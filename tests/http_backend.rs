//! HTTP client tests against a local axum stub of the claims API.

use std::collections::HashMap;
use std::sync::{Arc, Mutex};
use std::time::Duration;

use axum::extract::{Path, Query, State};
use axum::http::{HeaderMap, StatusCode};
use axum::routing::{get, post};
use axum::{Json, Router};
use serde_json::{json, Value};

use claimdesk::auth::TokenStore;
use claimdesk::backend::http::HttpBackend;
use claimdesk::backend::{BackendError, ClaimsBackend, ClaimsQuery, LoginRequest, SearchCriteria};
use claimdesk::forms::claim_form::ClaimForm;
use claimdesk::models::{ClaimStatus, Priority};

#[derive(Clone, Default)]
struct Recorded {
    queries: Arc<Mutex<Vec<HashMap<String, String>>>>,
    bodies: Arc<Mutex<Vec<Value>>>,
    auth: Arc<Mutex<Vec<Option<String>>>>,
}

fn claim_json(id: i64, status: &str) -> Value {
    json!({
        "id": id,
        "policy_number": format!("POL-{id}"),
        "policy_type_id": 2,
        "customer_id": 3,
        "employee_id": 4,
        "customer_name": "Ada Lovelace",
        "employee_name": "Grace Hopper",
        "metadata": {
            "status": status,
            "priority": "High",
            "claimAmount": "150.5",
            "incidentDate": "2024-03-01",
            "details": "Burst pipe",
            "documentation": { "photoEvidence": true }
        },
        "created_at": "2024-03-02T10:00:00Z"
    })
}

async fn list_claims(
    State(rec): State<Recorded>,
    headers: HeaderMap,
    Query(params): Query<HashMap<String, String>>,
) -> Json<Value> {
    let auth = headers
        .get("authorization")
        .and_then(|v| v.to_str().ok())
        .map(str::to_string);
    rec.auth.lock().unwrap().push(auth);
    rec.queries.lock().unwrap().push(params);
    Json(json!({
        "data": [claim_json(1, "\"Completed\""), claim_json(2, "inReview")],
        "pagination": { "total": 8, "page": 1, "pages": 2 }
    }))
}

async fn search_claims(State(rec): State<Recorded>, Query(params): Query<HashMap<String, String>>) -> Json<Value> {
    rec.queries.lock().unwrap().push(params);
    Json(json!({
        "data": [claim_json(5, "APPROVED")],
        "pagination": { "total": 1, "page": 1, "pages": 1 }
    }))
}

async fn get_claim(Path(id): Path<i64>) -> Result<Json<Value>, (StatusCode, Json<Value>)> {
    match id {
        1 => Ok(Json(claim_json(1, "pending"))),
        2 => Ok(Json(claim_json(2, "archived"))),
        _ => Err((StatusCode::NOT_FOUND, Json(json!({ "message": "Claim not found" })))),
    }
}

async fn put_claim(State(rec): State<Recorded>, Json(body): Json<Value>) -> Json<Value> {
    rec.bodies.lock().unwrap().push(body);
    Json(json!({ "message": "updated" }))
}

async fn customers() -> Json<Value> {
    Json(json!({
        "customers": [
            { "customer_id": 3, "name": "Ada Lovelace", "email": "ada@example.com", "phone": "555-0100", "city": "London" }
        ]
    }))
}

async fn employees() -> Json<Value> {
    Json(json!([
        { "id": 4, "name": "Grace Hopper", "position": "Adjuster", "department": "Claims", "years_of_experience": "12" }
    ]))
}

async fn policy_types() -> Json<Value> {
    Json(json!({ "data": [ { "id": 2, "name": "Home", "base_premium": "120.00" } ] }))
}

async fn login(Json(body): Json<Value>) -> Result<Json<Value>, (StatusCode, Json<Value>)> {
    if body["password"] == "secret" {
        Ok(Json(json!({ "token": "tok-123" })))
    } else {
        Err((StatusCode::UNAUTHORIZED, Json(json!({ "error": "Invalid credentials" }))))
    }
}

async fn me() -> (StatusCode, Json<Value>) {
    (StatusCode::UNAUTHORIZED, Json(json!({ "message": "Token expired" })))
}

async fn delete_claim() -> (StatusCode, Json<Value>) {
    (StatusCode::INTERNAL_SERVER_ERROR, Json(json!({ "message": "database unavailable" })))
}

async fn policy_types_down() -> (StatusCode, Json<Value>) {
    (StatusCode::INTERNAL_SERVER_ERROR, Json(json!({ "message": "policy types unavailable" })))
}

/// Every route except the policy type registry.
fn router() -> Router<Recorded> {
    Router::new()
        .route("/api/claims", get(list_claims))
        .route("/api/claims/search_claims", get(search_claims))
        .route("/api/claims/{id}", get(get_claim).put(put_claim).delete(delete_claim))
        .route("/api/customers", get(customers))
        .route("/api/employees", get(employees))
        .route("/api/auth/login", post(login))
        .route("/api/auth/me", get(me))
}

/// Serve the stub on an ephemeral port and return its API base URL.
async fn spawn_stub(rec: Recorded) -> String {
    serve(router().route("/api/policy-types", get(policy_types)).with_state(rec)).await
}

/// Same stub, but the policy type registry answers 500.
async fn spawn_stub_without_policy_types(rec: Recorded) -> String {
    serve(router().route("/api/policy-types", get(policy_types_down)).with_state(rec)).await
}

async fn serve(app: Router) -> String {
    let listener = tokio::net::TcpListener::bind("127.0.0.1:0").await.unwrap();
    let addr = listener.local_addr().unwrap();
    tokio::spawn(async move {
        axum::serve(listener, app).await.unwrap();
    });
    format!("http://{addr}/api")
}

fn backend(base_url: &str, tokens: TokenStore) -> HttpBackend {
    HttpBackend::new(base_url, Duration::from_secs(5), tokens).unwrap()
}

#[tokio::test]
async fn test_fetch_claims_sends_paging_and_bearer_token() {
    let rec = Recorded::default();
    let url = spawn_stub(rec.clone()).await;
    let tokens = TokenStore::in_memory();
    tokens.save("tok-abc").unwrap();
    let backend = backend(&url, tokens);

    let page = backend
        .fetch_claims(&ClaimsQuery::List {
            page: 1,
            limit: 6,
            search: Some("POL".to_string()),
        })
        .await
        .unwrap();

    assert_eq!(page.data.len(), 2);
    assert_eq!(page.data[0].status, ClaimStatus::Completed);
    assert_eq!(page.data[1].status, ClaimStatus::InReview);
    assert_eq!(page.data[0].amount, 150.5);
    assert_eq!(page.data[0].priority, Priority::High);
    assert_eq!(page.pagination.pages, 2);

    let queries = rec.queries.lock().unwrap();
    assert_eq!(queries[0].get("page").map(String::as_str), Some("1"));
    assert_eq!(queries[0].get("limit").map(String::as_str), Some("6"));
    assert_eq!(queries[0].get("search").map(String::as_str), Some("POL"));
    assert_eq!(rec.auth.lock().unwrap()[0].as_deref(), Some("Bearer tok-abc"));
}

#[tokio::test]
async fn test_requests_without_token_carry_no_authorization() {
    let rec = Recorded::default();
    let url = spawn_stub(rec.clone()).await;
    let backend = backend(&url, TokenStore::in_memory());

    backend.fetch_claims(&ClaimsQuery::default()).await.unwrap();
    assert_eq!(rec.auth.lock().unwrap()[0], None);
}

#[tokio::test]
async fn test_search_uses_search_endpoint() {
    let rec = Recorded::default();
    let url = spawn_stub(rec.clone()).await;
    let backend = backend(&url, TokenStore::in_memory());

    let query = ClaimsQuery::Search {
        criteria: SearchCriteria {
            status: Some(ClaimStatus::Approved),
            ..Default::default()
        },
        page: 1,
        limit: 6,
    };
    let page = backend.fetch_claims(&query).await.unwrap();
    assert_eq!(page.data[0].id, 5);
    assert_eq!(page.data[0].status, ClaimStatus::Approved);

    let queries = rec.queries.lock().unwrap();
    assert_eq!(queries[0].get("status").map(String::as_str), Some("APPROVED"));
    assert!(!queries[0].contains_key("policyNumber"));
}

#[tokio::test]
async fn test_update_claim_sends_typed_body() {
    let rec = Recorded::default();
    let url = spawn_stub(rec.clone()).await;
    let backend = backend(&url, TokenStore::in_memory());

    let claim = backend.fetch_claim(1).await.unwrap();
    let payload = ClaimForm::from_claim(&claim)
        .update_path("metadata.status", "approved")
        .and_then(|form| form.update_path("metadata.claimAmount", "150.5"))
        .unwrap()
        .to_payload()
        .unwrap();
    backend.update_claim(1, &payload).await.unwrap();

    let bodies = rec.bodies.lock().unwrap();
    let body = &bodies[0];
    assert_eq!(body["customer_id"], json!(3));
    assert_eq!(body["employee_id"], json!(4));
    assert_eq!(body["policy_type_id"], json!(2));
    assert_eq!(body["metadata"]["claimAmount"], json!(150.5));
    assert_eq!(body["metadata"]["status"], json!("approved"));
    assert_eq!(body["metadata"]["priority"], json!("High"));
    assert_eq!(body["metadata"]["incidentDate"], json!("2024-03-01"));
    assert_eq!(body["metadata"]["documentation"]["photoEvidence"], json!(true));
}

#[tokio::test]
async fn test_error_statuses_map_to_backend_errors() {
    let url = spawn_stub(Recorded::default()).await;
    let backend = backend(&url, TokenStore::in_memory());

    let missing = backend.fetch_claim(99).await.unwrap_err();
    assert!(missing.is_not_found());

    let expired = backend.me().await.unwrap_err();
    assert!(matches!(expired, BackendError::Auth(ref msg) if msg == "Token expired"));
    assert_eq!(expired.status(), Some(401));

    match backend.delete_claim(1).await.unwrap_err() {
        BackendError::Http { status, message } => {
            assert_eq!(status, 500);
            assert_eq!(message, "database unavailable");
        }
        other => panic!("unexpected error: {other:?}"),
    }
}

#[tokio::test]
async fn test_unknown_status_is_invalid_data() {
    let url = spawn_stub(Recorded::default()).await;
    let backend = backend(&url, TokenStore::in_memory());

    let err = backend.fetch_claim(2).await.unwrap_err();
    assert!(matches!(err, BackendError::InvalidData(ref msg) if msg.contains("archived")));
}

#[tokio::test]
async fn test_login_returns_token_or_auth_error() {
    let url = spawn_stub(Recorded::default()).await;
    let backend = backend(&url, TokenStore::in_memory());

    let token = backend
        .login(&LoginRequest {
            email: "ada@example.com".to_string(),
            password: "secret".to_string(),
        })
        .await
        .unwrap();
    assert_eq!(token, "tok-123");

    let err = backend
        .login(&LoginRequest {
            email: "ada@example.com".to_string(),
            password: "wrong".to_string(),
        })
        .await
        .unwrap_err();
    assert!(matches!(err, BackendError::Auth(ref msg) if msg == "Invalid credentials"));
}

#[tokio::test]
async fn test_fetch_lookups_decodes_all_three_registries() {
    let url = spawn_stub(Recorded::default()).await;
    let backend = backend(&url, TokenStore::in_memory());

    let lookups = backend.fetch_lookups().await.unwrap();
    assert_eq!(lookups.customers[0].id, 3);
    assert_eq!(lookups.customers[0].city, "London");
    assert_eq!(lookups.employees[0].years_of_experience, 12);
    assert_eq!(lookups.policy_types[0].name, "Home");
    assert_eq!(lookups.policy_types[0].base_premium, 120.0);
}

#[tokio::test]
async fn test_fetch_lookups_fails_when_one_registry_fails() {
    let url = spawn_stub_without_policy_types(Recorded::default()).await;
    let backend = backend(&url, TokenStore::in_memory());

    // Customers and employees still answer on their own
    assert_eq!(backend.fetch_customers().await.unwrap().len(), 1);
    match backend.fetch_lookups().await.unwrap_err() {
        BackendError::Http { status, message } => {
            assert_eq!(status, 500);
            assert_eq!(message, "policy types unavailable");
        }
        other => panic!("unexpected error: {other:?}"),
    }
}

#[tokio::test]
async fn test_unreachable_server_is_network_error() {
    let backend = backend("http://127.0.0.1:1/api", TokenStore::in_memory());
    let err = backend.fetch_claims(&ClaimsQuery::default()).await.unwrap_err();
    assert!(matches!(err, BackendError::Network(_)));
    assert_eq!(err.status(), None);
}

• Assignment: Look for the string "credentials" in the records, and copy every line where it is found.

• Exercise solution:
        Err((StatusCode::UNAUTHORIZED, Json(json!({ "error": "Invalid credentials" }))))
    assert!(matches!(err, BackendError::Auth(ref msg) if msg == "Invalid credentials"));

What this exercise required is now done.